I found a woman who seemed to be my stepmother. She looked ashamed and began to explain. I said, ‘Wait! Hold that thought! I just need to go up to my room for a few minutes.’ In my 11×11 room in the back corner of the upper floor I found my friend Bruce sitting on a little cot in the corner. There was also a hastily and badly built large bed that filled up most of the rest of the room, with three sleeping positions in a row with light blue wool blankets with dirty white pillows. Boarders from Russia, to judge from the style of the blankets and the few personal items.
‘Bruce, I have to have my room back immediately. Isn’t there someplace else you and these guys can go?’
We walk downstairs to the basement. Only it isn’t the same basement. It is as big as a football field with a 24 foot high ceiling. On the far end there are some big gates and it appears to be open to a light filled valley beyond. There is nobody around but there is some earth moving equipment parked there, and some walls have been framed. We walk to a spot on the far wall. ‘The Russians could move down here,’ I suggest. ‘They could each have a suite as big as a house, instead of sharing my small room.’ Bruce looked at me with a frown, as if to say that isn’t going to happen and I can’t tell you why.
Such a strange atmosphere. It’s like the owners have become tenants. The house is part of a huge project, but the profits are going to an absentee slumlord who is letting the property become a rundown health hazard!
Awake and thinking about it for awhile, I decided the whole dream was a metaphor of Alaska.

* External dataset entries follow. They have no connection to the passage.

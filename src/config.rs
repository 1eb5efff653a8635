use anyhow::Result;
use config::{Config, Environment, File};
use serde::{Deserialize, Serialize};
use std::path::{Path, PathBuf};
use std::time::Duration;

/// Main configuration structure for the phase pipeline orchestrator
#[derive(Debug, Clone, Deserialize, Serialize)]
pub struct PipelineConfig {
    /// Where workflow state, audit records and progress are persisted
    pub storage: StorageConfig,
    /// Transition executor settings
    pub executor: ExecutorConfig,
    /// Workflow instance cache settings
    pub cache: CacheConfig,
    /// Domain guard thresholds
    pub prerequisites: PrerequisiteConfig,
    /// Completion detection and auto-advance settings
    pub completion: CompletionConfig,
    /// Forwarding of repeated worker failures
    pub remediation: RemediationConfig,
    /// Event bus settings
    pub events: EventsConfig,
    /// Observability settings
    pub observability: ObservabilityConfig,
}

#[derive(Debug, Clone, Copy, PartialEq, Eq, Deserialize, Serialize)]
#[serde(rename_all = "snake_case")]
pub enum StorageBackend {
    Memory,
    File,
    Sqlite,
}

#[derive(Debug, Clone, Deserialize, Serialize)]
pub struct StorageConfig {
    pub backend: StorageBackend,
    /// Root directory for the file backend
    pub directory: PathBuf,
    /// SQLite database URL (requires the `database` feature)
    pub database_url: String,
    /// Run migrations on startup
    pub auto_migrate: bool,
}

/// What a second transition request for a busy workflow does
#[derive(Debug, Clone, Copy, PartialEq, Eq, Deserialize, Serialize)]
#[serde(rename_all = "snake_case")]
pub enum ConflictPolicy {
    /// Fail immediately with a "transition in progress" error
    Reject,
    /// Wait (bounded by `lock_wait_timeout_seconds`) behind the in-flight request
    Queue,
}

#[derive(Debug, Clone, Deserialize, Serialize)]
pub struct ExecutorConfig {
    /// Upper bound for each phase worker start/stop call
    pub worker_timeout_seconds: u64,
    pub conflict_policy: ConflictPolicy,
    /// Upper bound for queued requests waiting on the workflow lock
    pub lock_wait_timeout_seconds: u64,
}

impl ExecutorConfig {
    pub fn worker_timeout(&self) -> Duration {
        Duration::from_secs(self.worker_timeout_seconds)
    }

    pub fn lock_wait_timeout(&self) -> Duration {
        Duration::from_secs(self.lock_wait_timeout_seconds)
    }
}

#[derive(Debug, Clone, Deserialize, Serialize)]
pub struct CacheConfig {
    pub max_capacity: u64,
    /// Evict instances not read for this long
    pub time_to_idle_seconds: u64,
}

#[derive(Debug, Clone, Deserialize, Serialize)]
pub struct PrerequisiteConfig {
    /// Minimum ideation completion score to enter ideation_ready
    pub min_ideation_completion: f64,
    /// Maximum open blockers allowed when entering ideation_ready
    pub max_ideation_blockers: u32,
    /// Minimum building completion score to enter build_review
    pub min_build_completion: f64,
}

#[derive(Debug, Clone, Deserialize, Serialize)]
pub struct CompletionConfig {
    /// Confidence needed to auto-advance out of ideation
    pub ideation_threshold: f64,
    /// Confidence needed to auto-advance out of specification
    pub specification_threshold: f64,
    /// Confidence needed to auto-advance out of building
    pub building_threshold: f64,
    /// Used when the confidence collaborator's output is unusable
    pub default_confidence: f64,
}

#[derive(Debug, Clone, Deserialize, Serialize)]
pub struct RemediationConfig {
    /// Worker failures with at least this many attempts are forwarded
    pub failure_threshold: u32,
}

#[derive(Debug, Clone, Deserialize, Serialize)]
pub struct EventsConfig {
    /// Buffered events per subscriber before it starts lagging
    pub channel_capacity: usize,
}

#[derive(Debug, Clone, Deserialize, Serialize)]
pub struct ObservabilityConfig {
    /// Log level
    pub log_level: String,
    /// Emit JSON log lines instead of the human-readable format
    pub json_logs: bool,
}

impl Default for StorageConfig {
    fn default() -> Self {
        Self {
            backend: StorageBackend::File,
            directory: PathBuf::from(".phase-pipeline/state"),
            database_url: "sqlite://.phase-pipeline/phase-pipeline.db".to_string(),
            auto_migrate: true,
        }
    }
}

impl Default for ExecutorConfig {
    fn default() -> Self {
        Self {
            worker_timeout_seconds: 30,
            conflict_policy: ConflictPolicy::Reject,
            lock_wait_timeout_seconds: 120,
        }
    }
}

impl Default for CacheConfig {
    fn default() -> Self {
        Self {
            max_capacity: 10_000,
            time_to_idle_seconds: 900, // 15 minutes
        }
    }
}

impl Default for PrerequisiteConfig {
    fn default() -> Self {
        Self {
            min_ideation_completion: 0.6,
            max_ideation_blockers: 2,
            min_build_completion: 0.6,
        }
    }
}

impl Default for CompletionConfig {
    fn default() -> Self {
        Self {
            ideation_threshold: 0.8,
            specification_threshold: 0.8,
            building_threshold: 0.85,
            default_confidence: 0.5,
        }
    }
}

impl Default for RemediationConfig {
    fn default() -> Self {
        Self {
            failure_threshold: 3,
        }
    }
}

impl Default for EventsConfig {
    fn default() -> Self {
        Self {
            channel_capacity: 256,
        }
    }
}

impl Default for ObservabilityConfig {
    fn default() -> Self {
        Self {
            log_level: "info".to_string(),
            json_logs: false,
        }
    }
}

impl Default for PipelineConfig {
    fn default() -> Self {
        Self {
            storage: StorageConfig::default(),
            executor: ExecutorConfig::default(),
            cache: CacheConfig::default(),
            prerequisites: PrerequisiteConfig::default(),
            completion: CompletionConfig::default(),
            remediation: RemediationConfig::default(),
            events: EventsConfig::default(),
            observability: ObservabilityConfig::default(),
        }
    }
}

impl PipelineConfig {
    /// Load configuration from multiple sources with precedence:
    /// 1. Default values
    /// 2. Configuration files (phase-pipeline.toml, .phase-pipeline-rc)
    /// 3. Environment variables (prefixed with PHASE_PIPELINE__)
    pub fn load() -> Result<Self> {
        let mut builder = Config::builder().add_source(Config::try_from(&Self::default())?);

        if Path::new("phase-pipeline.toml").exists() {
            builder = builder.add_source(File::with_name("phase-pipeline"));
        }

        if Path::new(".phase-pipeline-rc").exists() {
            builder = builder.add_source(
                File::with_name(".phase-pipeline-rc").format(config::FileFormat::Toml),
            );
        }

        // Field names contain underscores, so sections are split on a double underscore:
        // PHASE_PIPELINE__EXECUTOR__WORKER_TIMEOUT_SECONDS=10
        builder = builder.add_source(
            Environment::with_prefix("PHASE_PIPELINE")
                .prefix_separator("__")
                .separator("__")
                .try_parsing(true),
        );

        let config = builder.build()?;
        Ok(config.try_deserialize()?)
    }

    /// Save configuration to file
    pub fn save_to_file<P: AsRef<Path>>(&self, path: P) -> Result<()> {
        let toml_content = toml::to_string_pretty(self)?;
        std::fs::write(path, toml_content)?;
        Ok(())
    }

    /// Load .env file if it exists
    pub fn load_env_file() -> Result<()> {
        if Path::new(".env").exists() {
            dotenvy::dotenv()?;
            tracing::info!("Loaded environment variables from .env file");
        }
        Ok(())
    }
}

/// Global configuration instance
static CONFIG: std::sync::LazyLock<Result<PipelineConfig, anyhow::Error>> =
    std::sync::LazyLock::new(|| {
        let _ = PipelineConfig::load_env_file();
        PipelineConfig::load()
    });

/// Get the global configuration
pub fn config() -> Result<&'static PipelineConfig> {
    CONFIG
        .as_ref()
        .map_err(|e| anyhow::anyhow!("Failed to load configuration: {}", e))
}

/// Initialize configuration (called at startup)
pub fn init_config() -> Result<()> {
    let _config = config()?;
    tracing::info!("Configuration loaded successfully");
    Ok(())
}

#[cfg(test)]
mod tests {
    use super::*;

    #[test]
    fn test_defaults_match_documented_bounds() {
        let config = PipelineConfig::default();
        assert_eq!(config.executor.worker_timeout(), Duration::from_secs(30));
        assert_eq!(config.executor.conflict_policy, ConflictPolicy::Reject);
        assert_eq!(config.prerequisites.min_ideation_completion, 0.6);
        assert_eq!(config.prerequisites.max_ideation_blockers, 2);
        assert_eq!(config.completion.ideation_threshold, 0.8);
        assert_eq!(config.completion.default_confidence, 0.5);
        assert_eq!(config.remediation.failure_threshold, 3);
    }

    #[test]
    fn test_config_survives_toml_round_trip() {
        let temp_dir = tempfile::TempDir::new().unwrap();
        let path = temp_dir.path().join("phase-pipeline.toml");

        let mut config = PipelineConfig::default();
        config.executor.conflict_policy = ConflictPolicy::Queue;
        config.storage.backend = StorageBackend::Memory;
        config.save_to_file(&path).unwrap();

        let content = std::fs::read_to_string(&path).unwrap();
        let loaded: PipelineConfig = toml::from_str(&content).unwrap();
        assert_eq!(loaded.executor.conflict_policy, ConflictPolicy::Queue);
        assert_eq!(loaded.storage.backend, StorageBackend::Memory);
    }
}
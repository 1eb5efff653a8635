use chrono::{DateTime, Utc};
use serde::{Deserialize, Serialize};
use std::collections::BTreeMap;

use super::{Phase, WorkflowId};

/// Readiness metrics reported for one phase of one workflow.
#[derive(Debug, Clone, PartialEq, Serialize, Deserialize)]
pub struct ProgressSnapshot {
    pub workflow_id: WorkflowId,
    pub phase: Phase,
    /// Fraction of the phase's milestones that are met, 0..=1
    pub completion_score: f64,
    /// 0..=1
    pub confidence: f64,
    pub blocker_count: u32,
    pub pending_questions: u32,
    pub generated_tasks: u32,
    pub failed_tasks: u32,
    pub interventions: u32,
    #[serde(default)]
    pub milestones_met: Vec<String>,
    pub updated_at: DateTime<Utc>,
}

impl ProgressSnapshot {
    pub fn new(workflow_id: WorkflowId, phase: Phase) -> Self {
        Self {
            workflow_id,
            phase,
            completion_score: 0.0,
            confidence: 0.0,
            blocker_count: 0,
            pending_questions: 0,
            generated_tasks: 0,
            failed_tasks: 0,
            interventions: 0,
            milestones_met: Vec::new(),
            updated_at: Utc::now(),
        }
    }

    pub fn with_completion(mut self, completion_score: f64) -> Self {
        self.completion_score = unit_interval(completion_score);
        self
    }

    pub fn with_confidence(mut self, confidence: f64) -> Self {
        self.confidence = unit_interval(confidence);
        self
    }

    pub fn with_blockers(mut self, blocker_count: u32) -> Self {
        self.blocker_count = blocker_count;
        self
    }

    pub fn with_pending_questions(mut self, pending_questions: u32) -> Self {
        self.pending_questions = pending_questions;
        self
    }

    pub fn with_tasks(mut self, generated: u32, failed: u32) -> Self {
        self.generated_tasks = generated;
        self.failed_tasks = failed;
        self
    }

    /// Scores pulled back into 0..=1; deserialized snapshots skip the builders
    pub fn clamped(mut self) -> Self {
        self.completion_score = unit_interval(self.completion_score);
        self.confidence = unit_interval(self.confidence);
        self
    }

    pub fn is_in_range(&self) -> bool {
        (0.0..=1.0).contains(&self.completion_score) && (0.0..=1.0).contains(&self.confidence)
    }
}

// NaN counts as no evidence
fn unit_interval(value: f64) -> f64 {
    if value.is_nan() {
        0.0
    } else {
        value.clamp(0.0, 1.0)
    }
}

/// All progress snapshots of one workflow, keyed by phase.
///
/// A phase with no entry has not been started.
#[derive(Debug, Clone, Default, PartialEq, Serialize, Deserialize)]
pub struct PhaseProgress {
    snapshots: BTreeMap<Phase, ProgressSnapshot>,
}

impl PhaseProgress {
    pub fn new() -> Self {
        Self::default()
    }

    pub fn get(&self, phase: Phase) -> Option<&ProgressSnapshot> {
        self.snapshots.get(&phase)
    }

    pub fn is_started(&self, phase: Phase) -> bool {
        self.snapshots.contains_key(&phase)
    }

    /// Insert or replace the snapshot for its phase
    pub fn record(&mut self, snapshot: ProgressSnapshot) {
        self.snapshots.insert(snapshot.phase, snapshot);
    }

    pub fn snapshots(&self) -> impl Iterator<Item = &ProgressSnapshot> {
        self.snapshots.values()
    }

    pub fn is_empty(&self) -> bool {
        self.snapshots.is_empty()
    }
}

impl FromIterator<ProgressSnapshot> for PhaseProgress {
    fn from_iter<T: IntoIterator<Item = ProgressSnapshot>>(iter: T) -> Self {
        let mut progress = PhaseProgress::new();
        for snapshot in iter {
            progress.record(snapshot);
        }
        progress
    }
}
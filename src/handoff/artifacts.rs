// Phase artifacts - what a phase worker has accumulated and exposes to the orchestrator
//
// Workers write these into the store; handoff builders and completion detectors read
// them. The orchestrator never judges their content, it only aggregates and counts.

use serde::{Deserialize, Serialize};

/// A typed artifact produced by a phase worker
#[derive(Debug, Clone, PartialEq, Eq, Serialize, Deserialize)]
#[serde(tag = "kind", rename_all = "snake_case")]
pub enum Artifact {
    ProblemStatement { text: String },
    TargetAudience { description: String },
    Requirements { items: Vec<String> },
    SuccessMetrics { items: Vec<String> },
    Entities { names: Vec<String> },
    ExecutionPlan { steps: Vec<PlanStep> },
}

#[derive(Debug, Clone, PartialEq, Eq, Serialize, Deserialize)]
pub struct PlanStep {
    pub order: u32,
    pub title: String,
    #[serde(default)]
    pub detail: Option<String>,
}

impl PlanStep {
    pub fn new(order: u32, title: impl Into<String>) -> Self {
        Self {
            order,
            title: title.into(),
            detail: None,
        }
    }
}

#[derive(Debug, Clone, Copy, PartialEq, Eq, Serialize, Deserialize)]
#[serde(rename_all = "snake_case")]
pub enum Speaker {
    User,
    Assistant,
}

#[derive(Debug, Clone, PartialEq, Eq, Serialize, Deserialize)]
pub struct ConversationTurn {
    pub speaker: Speaker,
    pub text: String,
}

impl ConversationTurn {
    pub fn user(text: impl Into<String>) -> Self {
        Self {
            speaker: Speaker::User,
            text: text.into(),
        }
    }

    pub fn assistant(text: impl Into<String>) -> Self {
        Self {
            speaker: Speaker::Assistant,
            text: text.into(),
        }
    }
}

#[derive(Debug, Clone, PartialEq, Eq, Serialize, Deserialize)]
pub struct ClarifyingQuestion {
    pub text: String,
    #[serde(default)]
    pub resolved: bool,
}

#[derive(Debug, Clone, Copy, PartialEq, Eq, Serialize, Deserialize)]
#[serde(rename_all = "snake_case")]
pub enum TaskStatus {
    Pending,
    InProgress,
    Done,
    Failed,
}

/// A generated unit of work
#[derive(Debug, Clone, PartialEq, Eq, Serialize, Deserialize)]
pub struct WorkUnit {
    pub title: String,
    pub status: TaskStatus,
}

#[derive(Debug, Clone, Default, PartialEq, Eq, Serialize, Deserialize)]
pub struct PhaseArtifacts {
    #[serde(default)]
    pub structured: Vec<Artifact>,
    #[serde(default)]
    pub conversation: Vec<ConversationTurn>,
    #[serde(default)]
    pub questions: Vec<ClarifyingQuestion>,
    #[serde(default)]
    pub work_units: Vec<WorkUnit>,
    /// Times a human had to step in during the phase
    #[serde(default)]
    pub interventions: u32,
}

impl PhaseArtifacts {
    pub fn new() -> Self {
        Self::default()
    }

    pub fn with_artifact(mut self, artifact: Artifact) -> Self {
        self.structured.push(artifact);
        self
    }

    pub fn with_turn(mut self, turn: ConversationTurn) -> Self {
        self.conversation.push(turn);
        self
    }

    pub fn with_question(mut self, text: impl Into<String>, resolved: bool) -> Self {
        self.questions.push(ClarifyingQuestion {
            text: text.into(),
            resolved,
        });
        self
    }

    pub fn with_work_unit(mut self, title: impl Into<String>, status: TaskStatus) -> Self {
        self.work_units.push(WorkUnit {
            title: title.into(),
            status,
        });
        self
    }

    pub fn open_questions(&self) -> usize {
        self.questions.iter().filter(|q| !q.resolved).count()
    }

    pub fn generated_tasks(&self) -> usize {
        self.work_units.len()
    }

    pub fn failed_tasks(&self) -> usize {
        self.count_tasks(TaskStatus::Failed)
    }

    /// Work units that finished, successfully or not
    pub fn executed_tasks(&self) -> usize {
        self.count_tasks(TaskStatus::Done) + self.count_tasks(TaskStatus::Failed)
    }

    fn count_tasks(&self, status: TaskStatus) -> usize {
        self.work_units.iter().filter(|unit| unit.status == status).count()
    }
}
use anyhow::Result;
use phase_pipeline::WorkflowId;

use super::{phase_icon, with_coordinator, Command};

pub struct TargetsCommand {
    pub workflow_id: String,
}

impl TargetsCommand {
    pub fn new(workflow_id: String) -> Self {
        Self { workflow_id }
    }
}

impl Command for TargetsCommand {
    async fn execute(&self) -> Result<()> {
        let id = WorkflowId::new(self.workflow_id.clone());
        with_coordinator(|coordinator| async move {
            let current = coordinator.current_phase(&id).await?;
            let options = coordinator.target_options(&id).await?;

            println!("🧭 Targets from {} {}", phase_icon(current), current);
            println!("─────────────────────────────");
            if options.is_empty() {
                println!("🏁 {} is terminal; no further transitions", current);
                return Ok(());
            }

            for option in &options {
                if option.check.met {
                    println!(" 🟢 {}", option.phase);
                } else {
                    println!(" 🔴 {}", option.phase);
                    for reason in &option.check.missing {
                        println!("    • {}", reason);
                    }
                }
            }
            println!();
            println!("💡 Blocked targets can still be reached with --force (recorded in the audit log)");
            Ok(())
        })
        .await
    }
}
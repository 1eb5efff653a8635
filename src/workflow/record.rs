use chrono::{DateTime, Utc};
use serde::{Deserialize, Serialize};
use std::fmt;
use uuid::Uuid;

use super::{Phase, WorkflowId};

#[derive(Debug, Clone, Copy, PartialEq, Eq, Hash, Serialize, Deserialize)]
#[serde(rename_all = "snake_case")]
pub enum TransitionOutcome {
    Committed,
    RolledBack,
    Rejected,
}

impl TransitionOutcome {
    pub fn as_str(&self) -> &'static str {
        match self {
            TransitionOutcome::Committed => "committed",
            TransitionOutcome::RolledBack => "rolled_back",
            TransitionOutcome::Rejected => "rejected",
        }
    }
}

impl fmt::Display for TransitionOutcome {
    fn fmt(&self, f: &mut fmt::Formatter<'_>) -> fmt::Result {
        f.write_str(self.as_str())
    }
}

/// Who asked for a transition
#[derive(Debug, Clone, Copy, PartialEq, Eq, Hash, Serialize, Deserialize)]
#[serde(rename_all = "snake_case")]
pub enum TriggeringActor {
    /// The completion policy advanced the workflow on its own
    Auto,
    Human,
    System,
}

impl TriggeringActor {
    pub fn as_str(&self) -> &'static str {
        match self {
            TriggeringActor::Auto => "auto",
            TriggeringActor::Human => "human",
            TriggeringActor::System => "system",
        }
    }
}

impl fmt::Display for TriggeringActor {
    fn fmt(&self, f: &mut fmt::Formatter<'_>) -> fmt::Result {
        f.write_str(self.as_str())
    }
}

/// Append-only audit entry, one per transition attempt.
#[derive(Debug, Clone, PartialEq, Serialize, Deserialize)]
pub struct TransitionRecord {
    pub id: Uuid,
    pub workflow_id: WorkflowId,
    pub from_phase: Phase,
    pub to_phase: Phase,
    pub reason: String,
    pub timestamp: DateTime<Utc>,
    pub outcome: TransitionOutcome,
    pub triggering_actor: TriggeringActor,
    /// Structural and domain guards were bypassed
    pub forced: bool,
    /// Why the attempt did not commit
    pub detail: Option<String>,
}

impl TransitionRecord {
    pub fn new(
        workflow_id: WorkflowId,
        from_phase: Phase,
        to_phase: Phase,
        reason: impl Into<String>,
        outcome: TransitionOutcome,
        triggering_actor: TriggeringActor,
        forced: bool,
    ) -> Self {
        Self {
            id: Uuid::new_v4(),
            workflow_id,
            from_phase,
            to_phase,
            reason: reason.into(),
            timestamp: Utc::now(),
            outcome,
            triggering_actor,
            forced,
            detail: None,
        }
    }

    pub fn with_detail(mut self, detail: impl Into<String>) -> Self {
        self.detail = Some(detail.into());
        self
    }

    pub fn is_committed(&self) -> bool {
        self.outcome == TransitionOutcome::Committed
    }
}
//! Route introspection DTOs.

use serde::{Deserialize, Serialize};
use utoipa::ToSchema;

use crate::routing::RouteDescriptor;

/// Transport a route is served over.
#[derive(Debug, Clone, Copy, PartialEq, Eq, Serialize, Deserialize, ToSchema)]
#[serde(rename_all = "snake_case")]
pub enum RouteKind {
    /// Plain HTTP.
    Http,
    /// WebSocket upgrade.
    WebSocket,
}

/// Public view of one mounted route.
#[derive(Debug, Clone, PartialEq, Eq, Serialize, Deserialize, ToSchema)]
pub struct RouteInfo {
    /// Normalized full path.
    pub path: String,
    /// HTTP or WebSocket.
    pub kind: RouteKind,
    /// Registered method names; empty for WebSocket routes.
    pub methods: Vec<String>,
    /// Route name, if any.
    #[serde(skip_serializing_if = "Option::is_none")]
    pub name: Option<String>,
    /// Whether the route is part of the OpenAPI document.
    pub include_in_schema: bool,
}

impl<S> From<&RouteDescriptor<S>> for RouteInfo {
    fn from(route: &RouteDescriptor<S>) -> Self {
        match route {
            RouteDescriptor::Http(http) => Self {
                path: http.path().to_string(),
                kind: RouteKind::Http,
                methods: http.methods().to_vec(),
                name: http.name().map(str::to_owned),
                include_in_schema: http.include_in_schema(),
            },
            RouteDescriptor::WebSocket(ws) => Self {
                path: ws.path().to_string(),
                kind: RouteKind::WebSocket,
                methods: Vec::new(),
                name: ws.name().map(str::to_owned),
                include_in_schema: false,
            },
        }
    }
}

/// Result of resolving a route name to a concrete path.
#[derive(Debug, Clone, PartialEq, Eq, Serialize, Deserialize, ToSchema)]
pub struct ResolvedRoute {
    /// Requested route name.
    pub name: String,
    /// Concrete path with captures substituted.
    pub path: String,
}
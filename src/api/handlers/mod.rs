//! Demo endpoint handlers.

pub mod system;
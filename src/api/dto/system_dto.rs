//! System endpoint DTOs.

use serde::{Deserialize, Serialize};
use utoipa::ToSchema;

/// Health check response.
#[derive(Debug, Clone, Serialize, Deserialize, ToSchema)]
pub struct HealthResponse {
    /// Always `"healthy"` while the server answers.
    pub status: String,
    /// RFC 3339 timestamp of the response.
    pub timestamp: String,
    /// Crate version.
    pub version: String,
    /// Seconds since the routes were mounted.
    pub uptime_secs: i64,
}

Sudden, unexpected death of a friend
February 27, 2013 at 11:16 am | Posted in Uncategorized | Leave a commentTags: anchorage, john woodward, obituary, tribute
I didn’t know John Woodward before the accident. Sometime in the 1980s he was thrown from a car in a crash and suffered brain damage. After that he was prone to seizures, had to take lots of prescription medications and occasionally experienced blackouts. Nevertheless, he impressed friends and family by putting his life back together, and advocated for other disabled people to be able to live independently.
I met him for the first time in 1989. I would rather hang around with him than a lot of other people I knew. Communication wasn’t always the most linear, but I found him genuine in a way I find few of my other friends — he lacked a tendency to back stab or toward actions justified by moral relativism. He was enthusiastic. He always asked about my two sons and wanted to hear all about them, as bad as the news sometimes was. He would tell me to support them as much as I could and to be a good role model.
He was on the way back to his sister’s house from a grocery store a few days ago when he experienced a seizure, and then cardiac arrest.
Rock on, John! Wherever you may be now.